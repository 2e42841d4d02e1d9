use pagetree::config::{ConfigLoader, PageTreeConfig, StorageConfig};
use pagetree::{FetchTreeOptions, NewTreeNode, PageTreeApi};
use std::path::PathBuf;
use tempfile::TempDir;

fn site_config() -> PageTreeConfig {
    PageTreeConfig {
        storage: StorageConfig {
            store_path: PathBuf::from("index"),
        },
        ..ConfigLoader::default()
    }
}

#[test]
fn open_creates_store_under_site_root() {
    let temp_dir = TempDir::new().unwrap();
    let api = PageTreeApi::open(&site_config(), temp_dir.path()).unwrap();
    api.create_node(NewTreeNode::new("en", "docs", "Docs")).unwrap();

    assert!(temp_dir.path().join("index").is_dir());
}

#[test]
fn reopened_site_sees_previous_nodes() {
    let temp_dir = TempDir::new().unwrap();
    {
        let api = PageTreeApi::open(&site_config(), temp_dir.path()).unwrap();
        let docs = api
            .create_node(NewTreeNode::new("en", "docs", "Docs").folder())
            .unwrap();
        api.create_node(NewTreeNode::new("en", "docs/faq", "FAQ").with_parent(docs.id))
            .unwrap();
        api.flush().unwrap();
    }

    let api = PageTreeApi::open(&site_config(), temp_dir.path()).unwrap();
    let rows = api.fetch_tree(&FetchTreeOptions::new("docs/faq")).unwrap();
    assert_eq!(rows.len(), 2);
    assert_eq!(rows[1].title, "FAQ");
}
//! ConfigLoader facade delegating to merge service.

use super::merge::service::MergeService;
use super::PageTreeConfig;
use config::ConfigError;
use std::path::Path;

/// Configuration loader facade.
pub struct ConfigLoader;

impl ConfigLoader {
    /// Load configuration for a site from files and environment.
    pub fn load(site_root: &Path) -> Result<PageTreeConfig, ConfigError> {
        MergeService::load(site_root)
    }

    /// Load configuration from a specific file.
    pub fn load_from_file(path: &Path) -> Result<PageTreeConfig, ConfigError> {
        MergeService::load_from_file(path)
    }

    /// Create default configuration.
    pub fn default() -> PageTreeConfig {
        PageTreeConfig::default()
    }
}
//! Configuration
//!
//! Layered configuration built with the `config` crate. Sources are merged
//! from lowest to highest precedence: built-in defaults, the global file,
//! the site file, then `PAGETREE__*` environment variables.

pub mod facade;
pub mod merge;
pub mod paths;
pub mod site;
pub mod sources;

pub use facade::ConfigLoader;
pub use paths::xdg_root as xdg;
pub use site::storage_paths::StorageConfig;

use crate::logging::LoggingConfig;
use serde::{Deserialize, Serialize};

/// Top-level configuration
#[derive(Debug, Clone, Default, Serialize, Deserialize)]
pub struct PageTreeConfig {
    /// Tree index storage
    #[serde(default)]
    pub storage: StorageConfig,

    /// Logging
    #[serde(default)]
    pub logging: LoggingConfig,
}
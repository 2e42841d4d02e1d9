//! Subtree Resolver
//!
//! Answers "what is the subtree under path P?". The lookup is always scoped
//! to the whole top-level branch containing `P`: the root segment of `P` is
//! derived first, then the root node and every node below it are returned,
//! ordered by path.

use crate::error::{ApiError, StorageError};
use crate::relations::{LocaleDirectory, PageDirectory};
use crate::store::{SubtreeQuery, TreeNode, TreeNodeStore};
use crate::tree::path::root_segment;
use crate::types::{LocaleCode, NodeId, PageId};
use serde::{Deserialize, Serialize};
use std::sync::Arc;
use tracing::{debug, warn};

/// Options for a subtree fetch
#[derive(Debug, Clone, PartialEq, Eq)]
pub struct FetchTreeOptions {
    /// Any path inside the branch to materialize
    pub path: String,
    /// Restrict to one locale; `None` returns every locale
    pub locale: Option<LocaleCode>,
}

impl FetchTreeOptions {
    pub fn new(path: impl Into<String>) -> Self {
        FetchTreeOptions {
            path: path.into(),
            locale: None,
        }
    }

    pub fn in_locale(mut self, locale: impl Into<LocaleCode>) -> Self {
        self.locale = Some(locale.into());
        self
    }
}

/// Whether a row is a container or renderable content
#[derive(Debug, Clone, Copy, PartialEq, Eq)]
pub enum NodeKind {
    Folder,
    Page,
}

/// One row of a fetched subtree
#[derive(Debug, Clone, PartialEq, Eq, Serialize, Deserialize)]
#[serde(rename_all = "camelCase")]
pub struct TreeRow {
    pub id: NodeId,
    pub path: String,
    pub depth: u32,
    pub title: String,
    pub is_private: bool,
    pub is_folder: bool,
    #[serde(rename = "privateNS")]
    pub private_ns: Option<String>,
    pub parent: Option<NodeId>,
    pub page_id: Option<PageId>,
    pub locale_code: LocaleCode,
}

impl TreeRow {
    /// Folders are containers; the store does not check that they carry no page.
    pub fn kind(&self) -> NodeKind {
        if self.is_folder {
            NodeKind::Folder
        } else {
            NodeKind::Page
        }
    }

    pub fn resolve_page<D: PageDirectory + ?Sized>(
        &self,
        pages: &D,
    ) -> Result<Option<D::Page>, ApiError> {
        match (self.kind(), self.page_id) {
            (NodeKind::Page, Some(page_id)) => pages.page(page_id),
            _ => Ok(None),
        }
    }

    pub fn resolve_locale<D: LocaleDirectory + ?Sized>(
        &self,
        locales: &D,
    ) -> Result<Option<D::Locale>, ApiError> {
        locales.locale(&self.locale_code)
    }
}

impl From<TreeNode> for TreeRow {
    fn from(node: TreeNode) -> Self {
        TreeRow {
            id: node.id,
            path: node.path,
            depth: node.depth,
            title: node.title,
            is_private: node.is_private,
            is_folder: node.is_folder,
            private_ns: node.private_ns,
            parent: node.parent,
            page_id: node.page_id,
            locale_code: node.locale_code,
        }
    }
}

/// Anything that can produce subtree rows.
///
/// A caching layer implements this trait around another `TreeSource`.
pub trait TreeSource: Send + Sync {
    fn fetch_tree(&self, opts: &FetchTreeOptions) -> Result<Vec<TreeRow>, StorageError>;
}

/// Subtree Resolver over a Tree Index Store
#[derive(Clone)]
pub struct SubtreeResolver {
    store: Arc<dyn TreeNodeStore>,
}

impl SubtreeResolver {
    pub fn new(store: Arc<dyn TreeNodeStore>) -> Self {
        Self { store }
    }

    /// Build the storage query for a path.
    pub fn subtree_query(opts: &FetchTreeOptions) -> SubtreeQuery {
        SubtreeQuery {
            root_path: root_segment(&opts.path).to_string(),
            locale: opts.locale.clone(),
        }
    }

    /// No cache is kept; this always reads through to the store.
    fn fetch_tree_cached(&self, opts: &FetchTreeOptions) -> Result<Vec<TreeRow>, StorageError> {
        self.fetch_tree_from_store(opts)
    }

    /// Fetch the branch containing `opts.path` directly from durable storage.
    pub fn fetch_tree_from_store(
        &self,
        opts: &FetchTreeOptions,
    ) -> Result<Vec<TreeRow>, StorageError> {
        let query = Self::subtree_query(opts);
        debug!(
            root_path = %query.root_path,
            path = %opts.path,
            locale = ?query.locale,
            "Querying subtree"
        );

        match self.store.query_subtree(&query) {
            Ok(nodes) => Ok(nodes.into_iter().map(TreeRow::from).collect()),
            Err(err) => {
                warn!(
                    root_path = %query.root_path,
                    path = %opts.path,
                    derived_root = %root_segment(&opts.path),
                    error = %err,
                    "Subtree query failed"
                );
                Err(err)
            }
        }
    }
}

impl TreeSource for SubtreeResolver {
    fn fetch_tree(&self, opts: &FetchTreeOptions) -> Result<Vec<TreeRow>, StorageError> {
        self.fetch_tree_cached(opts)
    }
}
════════
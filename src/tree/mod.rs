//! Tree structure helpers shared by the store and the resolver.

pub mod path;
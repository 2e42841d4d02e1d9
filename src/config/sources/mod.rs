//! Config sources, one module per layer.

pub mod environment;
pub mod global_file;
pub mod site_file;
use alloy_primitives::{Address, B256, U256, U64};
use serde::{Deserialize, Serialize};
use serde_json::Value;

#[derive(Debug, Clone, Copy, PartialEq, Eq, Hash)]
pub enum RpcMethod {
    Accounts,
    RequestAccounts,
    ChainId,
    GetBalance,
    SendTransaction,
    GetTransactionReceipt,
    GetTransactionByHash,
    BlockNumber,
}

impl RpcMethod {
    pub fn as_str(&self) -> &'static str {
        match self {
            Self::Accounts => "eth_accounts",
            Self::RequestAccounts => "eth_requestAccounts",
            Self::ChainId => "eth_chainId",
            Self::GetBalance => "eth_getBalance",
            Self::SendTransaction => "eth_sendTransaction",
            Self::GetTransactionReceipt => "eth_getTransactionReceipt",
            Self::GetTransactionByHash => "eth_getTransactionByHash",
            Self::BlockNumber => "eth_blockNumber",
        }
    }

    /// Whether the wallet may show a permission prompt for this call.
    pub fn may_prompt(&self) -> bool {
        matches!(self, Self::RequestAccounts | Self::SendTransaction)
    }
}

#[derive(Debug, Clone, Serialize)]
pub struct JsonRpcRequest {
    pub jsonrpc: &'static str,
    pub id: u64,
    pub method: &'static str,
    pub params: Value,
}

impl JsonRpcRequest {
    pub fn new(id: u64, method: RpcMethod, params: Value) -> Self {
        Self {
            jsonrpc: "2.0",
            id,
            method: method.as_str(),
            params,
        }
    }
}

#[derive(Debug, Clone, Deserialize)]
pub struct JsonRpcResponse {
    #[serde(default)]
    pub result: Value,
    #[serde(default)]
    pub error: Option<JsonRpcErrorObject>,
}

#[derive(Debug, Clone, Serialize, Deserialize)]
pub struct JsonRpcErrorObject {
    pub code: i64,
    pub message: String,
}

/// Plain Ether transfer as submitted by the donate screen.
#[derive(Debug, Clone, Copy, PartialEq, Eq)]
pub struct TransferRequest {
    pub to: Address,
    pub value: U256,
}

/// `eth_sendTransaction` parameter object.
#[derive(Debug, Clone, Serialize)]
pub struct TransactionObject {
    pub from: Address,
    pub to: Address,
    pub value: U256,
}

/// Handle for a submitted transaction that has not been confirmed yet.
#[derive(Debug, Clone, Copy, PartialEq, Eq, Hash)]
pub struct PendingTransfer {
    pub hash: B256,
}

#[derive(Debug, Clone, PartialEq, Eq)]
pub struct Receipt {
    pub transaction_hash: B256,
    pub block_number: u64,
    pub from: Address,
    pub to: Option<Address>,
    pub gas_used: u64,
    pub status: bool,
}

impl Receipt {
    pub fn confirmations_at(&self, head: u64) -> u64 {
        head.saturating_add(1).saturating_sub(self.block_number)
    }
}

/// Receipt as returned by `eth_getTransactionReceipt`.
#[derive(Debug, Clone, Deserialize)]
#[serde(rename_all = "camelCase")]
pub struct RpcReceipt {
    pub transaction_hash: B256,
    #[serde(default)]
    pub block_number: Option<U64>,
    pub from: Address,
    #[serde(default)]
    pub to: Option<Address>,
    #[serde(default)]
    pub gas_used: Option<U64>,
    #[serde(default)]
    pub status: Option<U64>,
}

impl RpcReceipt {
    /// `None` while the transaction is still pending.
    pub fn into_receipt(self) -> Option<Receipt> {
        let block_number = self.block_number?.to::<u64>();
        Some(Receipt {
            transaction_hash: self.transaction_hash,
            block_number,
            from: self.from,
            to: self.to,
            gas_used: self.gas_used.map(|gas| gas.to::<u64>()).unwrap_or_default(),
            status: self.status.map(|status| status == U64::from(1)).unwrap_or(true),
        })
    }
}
════════
Look through the entries above. Copy each line in which the string "built" occurs.

_The completed task_
//! Layered configuration built with the `config` crate. Sources are merged
//! from lowest to highest precedence: built-in defaults, the global file,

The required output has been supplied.